Grooming safety for new horse owners

Grooming safety for new horse owners

| Four rules to put into practice |

During the London 2012 Olympic Games, the equestrian sport was held at the historic Greenwich Park, which was built around 1433 as a Royal Park. Though the site has neither stables nor courses for equestrian disciplines, temporary structures for the events were built. Great care and safety were incorporated into the design, especially for the horses and athletes. The anticipation of the magnitude of horse traffic and the obvious necessity of grooming was no small matter.

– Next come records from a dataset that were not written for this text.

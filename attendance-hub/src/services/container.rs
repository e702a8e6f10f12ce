//! Service container for dependency injection.
//!
//! Builds the repositories, the preference store, the notification router and
//! the workflow services from one configuration and database pool.

use std::sync::Arc;

use tracing::info;

use crate::config::AppConfig;
use crate::database::DbPool;
use crate::database::repositories::{
    AttendanceRepository, InAppNotificationRepository, SqlxAttendanceRepository,
    SqlxInAppNotificationRepository, SqlxPreferenceRepository, SqlxSupervisorLogRepository,
    SqlxUserRepository, SqlxVerificationRepository, SupervisorLogRepository, UserRepository,
    VerificationRepository,
};
use crate::notification::channels::{EmailChannel, InAppChannel, SmsChannel};
use crate::notification::{InboxService, NotificationPreferences, NotificationRouter, PreferenceStore};
use crate::supervisor::ReconciliationService;
use crate::verification::VerificationService;

/// Service container holding all application services.
pub struct ServiceContainer {
    pub pool: DbPool,
    pub users: Arc<dyn UserRepository>,
    pub attendance: Arc<dyn AttendanceRepository>,
    pub preferences: Arc<PreferenceStore>,
    pub inbox: Arc<InboxService>,
    pub router: Arc<NotificationRouter>,
    pub verification: Arc<VerificationService>,
    pub reconciliation: Arc<ReconciliationService>,
}

impl ServiceContainer {
    /// Wire everything with the built-in default preferences.
    pub fn new(config: &AppConfig, pool: DbPool) -> Self {
        Self::with_default_preferences(config, pool, NotificationPreferences::default())
    }

    /// Wire everything, handing `defaults` to users without stored preferences.
    pub fn with_default_preferences(
        config: &AppConfig,
        pool: DbPool,
        defaults: NotificationPreferences,
    ) -> Self {
        let users: Arc<dyn UserRepository> = Arc::new(SqlxUserRepository::new(pool.clone()));
        let attendance: Arc<dyn AttendanceRepository> =
            Arc::new(SqlxAttendanceRepository::new(pool.clone()));
        let verifications: Arc<dyn VerificationRepository> =
            Arc::new(SqlxVerificationRepository::new(pool.clone()));
        let supervisor_logs: Arc<dyn SupervisorLogRepository> =
            Arc::new(SqlxSupervisorLogRepository::new(pool.clone()));
        let in_app: Arc<dyn InAppNotificationRepository> =
            Arc::new(SqlxInAppNotificationRepository::new(pool.clone()));

        let preferences = Arc::new(PreferenceStore::new(
            Arc::new(SqlxPreferenceRepository::new(pool.clone())),
            defaults,
            config.store_timeout(),
        ));

        let router = Arc::new(
            NotificationRouter::new(
                config.router.clone(),
                preferences.clone(),
                users.clone(),
                in_app.clone(),
            )
            .with_sender(Arc::new(InAppChannel::new(in_app.clone())))
            .with_sender(Arc::new(EmailChannel::new(config.email.clone())))
            .with_sender(Arc::new(SmsChannel::new(config.sms.clone()))),
        );

        let verification = Arc::new(VerificationService::new(
            attendance.clone(),
            verifications,
            users.clone(),
            router.clone(),
            config.store_timeout(),
        ));

        let reconciliation = Arc::new(ReconciliationService::new(
            attendance.clone(),
            supervisor_logs,
            config.institution_timezone,
            config.store_timeout(),
        ));

        info!(
            channels = ?router.registered_channels(),
            "Services initialized"
        );

        Self {
            pool,
            users,
            attendance,
            preferences,
            inbox: Arc::new(InboxService::new(in_app, config.store_timeout())),
            router,
            verification,
            reconciliation,
        }
    }
}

There were 144 horses for the 2012 Olympics and 78 horses with the Paralympics Games at the park.

Safety for the groomer and athletic horses was a top priority at the Games and likewise should always be for any person involved with horses. Grooming is essential in the health of your horse and should be performed daily. There are four basic rules that you should always practice while grooming horses.

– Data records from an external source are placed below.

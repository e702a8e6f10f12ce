//! Process configuration loaded from environment variables.
//!
//! Supported variables (all optional):
//! - `DATABASE_URL` (default `sqlite:attendance-hub.db?mode=rwc`)
//! - `LOG_DIR` (default `logs`)
//! - `INSTITUTION_TIMEZONE` IANA name used to derive calendar days (default `UTC`)
//! - `APP_NAME`, `APP_BASE_URL` used in rendered notifications
//! - `NOTIFICATION_CHANNEL_TIMEOUT_MS`, `STORE_TIMEOUT_MS`
//! - `EMAIL_API_URL`, `EMAIL_API_KEY`, `EMAIL_FROM`
//! - `SMS_API_URL`, `SMS_API_KEY`, `SMS_SENDER_ID`

use std::time::Duration;

use chrono_tz::Tz;
use tracing::info;

use crate::notification::channels::{EmailConfig, SmsConfig};
use crate::notification::router::NotificationRouterConfig;
use crate::notification::templates::TemplateContext;
use crate::{Error, Result};

const DEFAULT_DATABASE_URL: &str = "sqlite:attendance-hub.db?mode=rwc";
const DEFAULT_LOG_DIR: &str = "logs";

#[derive(Debug, Clone)]
pub struct AppConfig {
    pub database_url: String,
    pub log_dir: String,
    pub institution_timezone: Tz,
    pub router: NotificationRouterConfig,
    pub email: EmailConfig,
    pub sms: SmsConfig,
}

impl Default for AppConfig {
    fn default() -> Self {
        Self {
            database_url: DEFAULT_DATABASE_URL.to_string(),
            log_dir: DEFAULT_LOG_DIR.to_string(),
            institution_timezone: chrono_tz::UTC,
            router: NotificationRouterConfig::default(),
            email: EmailConfig::default(),
            sms: SmsConfig::default(),
        }
    }
}

impl AppConfig {
    /// Load from the process environment.
    pub fn from_env() -> Result<Self> {
        Self::from_lookup(|key| std::env::var(key).ok())
    }

    /// Load from an arbitrary key lookup. Blank values count as unset.
    pub fn from_lookup<F>(lookup: F) -> Result<Self>
    where
        F: Fn(&str) -> Option<String>,
    {
        let get = |key: &str| {
            lookup(key)
                .map(|v| v.trim().to_string())
                .filter(|v| !v.is_empty())
        };
        let mut config = Self::default();

        if let Some(url) = get("DATABASE_URL") {
            config.database_url = url;
        }
        if let Some(dir) = get("LOG_DIR") {
            config.log_dir = dir;
        }
        if let Some(tz) = get("INSTITUTION_TIMEZONE") {
            config.institution_timezone = tz
                .parse::<Tz>()
                .map_err(|_| Error::config(format!("INSTITUTION_TIMEZONE: unknown timezone '{}'", tz)))?;
        }

        let mut templates = TemplateContext::default();
        if let Some(name) = get("APP_NAME") {
            templates.app_name = name;
        }
        templates.base_url = get("APP_BASE_URL").map(|u| u.trim_end_matches('/').to_string());
        config.router.templates = templates;

        if let Some(raw) = get("NOTIFICATION_CHANNEL_TIMEOUT_MS") {
            config.router.channel_timeout_ms = parse_millis("NOTIFICATION_CHANNEL_TIMEOUT_MS", &raw)?;
        }
        if let Some(raw) = get("STORE_TIMEOUT_MS") {
            config.router.store_timeout_ms = parse_millis("STORE_TIMEOUT_MS", &raw)?;
        }

        if let (Some(api_url), Some(from_address)) = (get("EMAIL_API_URL"), get("EMAIL_FROM")) {
            config.email = EmailConfig {
                enabled: true,
                api_url,
                api_key: get("EMAIL_API_KEY"),
                from_address,
                ..EmailConfig::default()
            };
        }

        if let (Some(api_url), Some(api_key)) = (get("SMS_API_URL"), get("SMS_API_KEY")) {
            config.sms = SmsConfig {
                enabled: true,
                api_url,
                api_key: Some(api_key),
                sender_id: get("SMS_SENDER_ID").unwrap_or_else(|| "ATTENDANCE".to_string()),
                ..SmsConfig::default()
            };
        }

        info!(
            timezone = %config.institution_timezone,
            email = config.email.enabled,
            sms = config.sms.enabled,
            "Configuration loaded"
        );
        Ok(config)
    }

    pub fn store_timeout(&self) -> Duration {
        Duration::from_millis(self.router.store_timeout_ms)
    }
}

fn parse_millis(key: &str, raw: &str) -> Result<u64> {
    match raw.parse::<u64>() {
        Ok(0) => Err(Error::config(format!("{}: must be greater than zero", key))),
        Ok(ms) => Ok(ms),
        Err(_) => Err(Error::config(format!("{}: expected milliseconds, got '{}'", key, raw))),
    }
}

1. BE CALM, CONFIDENT, AND ESPECIALLY WISE AROUND HORSES. No sudden noises, movement or nervousness. These behaviors and actions will influence your horse into a nervous behavior as well. Know the temperament of the horse you’re working with and act accordingly to put him at ease.

2. WEAR BOOTS OR STEEL-ENFORCED SHOES WHILE GROOMING. The most common injury while grooming, or working with horses in general, is a foot being stepped on by the horse.

3. SPEAK TO THE HORSE WHILE GROOMING. Let them know that what you’re doing is reassuring. Avoid quick and jerky responses, as this could startle the horse.

4. STORE EQUIPMENT AWAY FROM THE HORSE AND WORK AREA. Grooming equipment or tools left around the horse can be chewed on, played with, or trampled on, potentially causing an injury to the horse or to you.

Horse sense is vital while working around horses. These tips are safety essentials for the grooming process. Never rush through grooming. Begin by standing close to the horse and with rhythmic motions start the currying, or grooming, by the left side of the horse’s neck. Work your way slowly and methodically toward the rump of the horse. To switch sides, place one hand on the horse’s rear quarter then walk around to the other side. Walking far enough around is another way, but never attempt to step over the lead rope or crawl under the lead or the horse’s belly.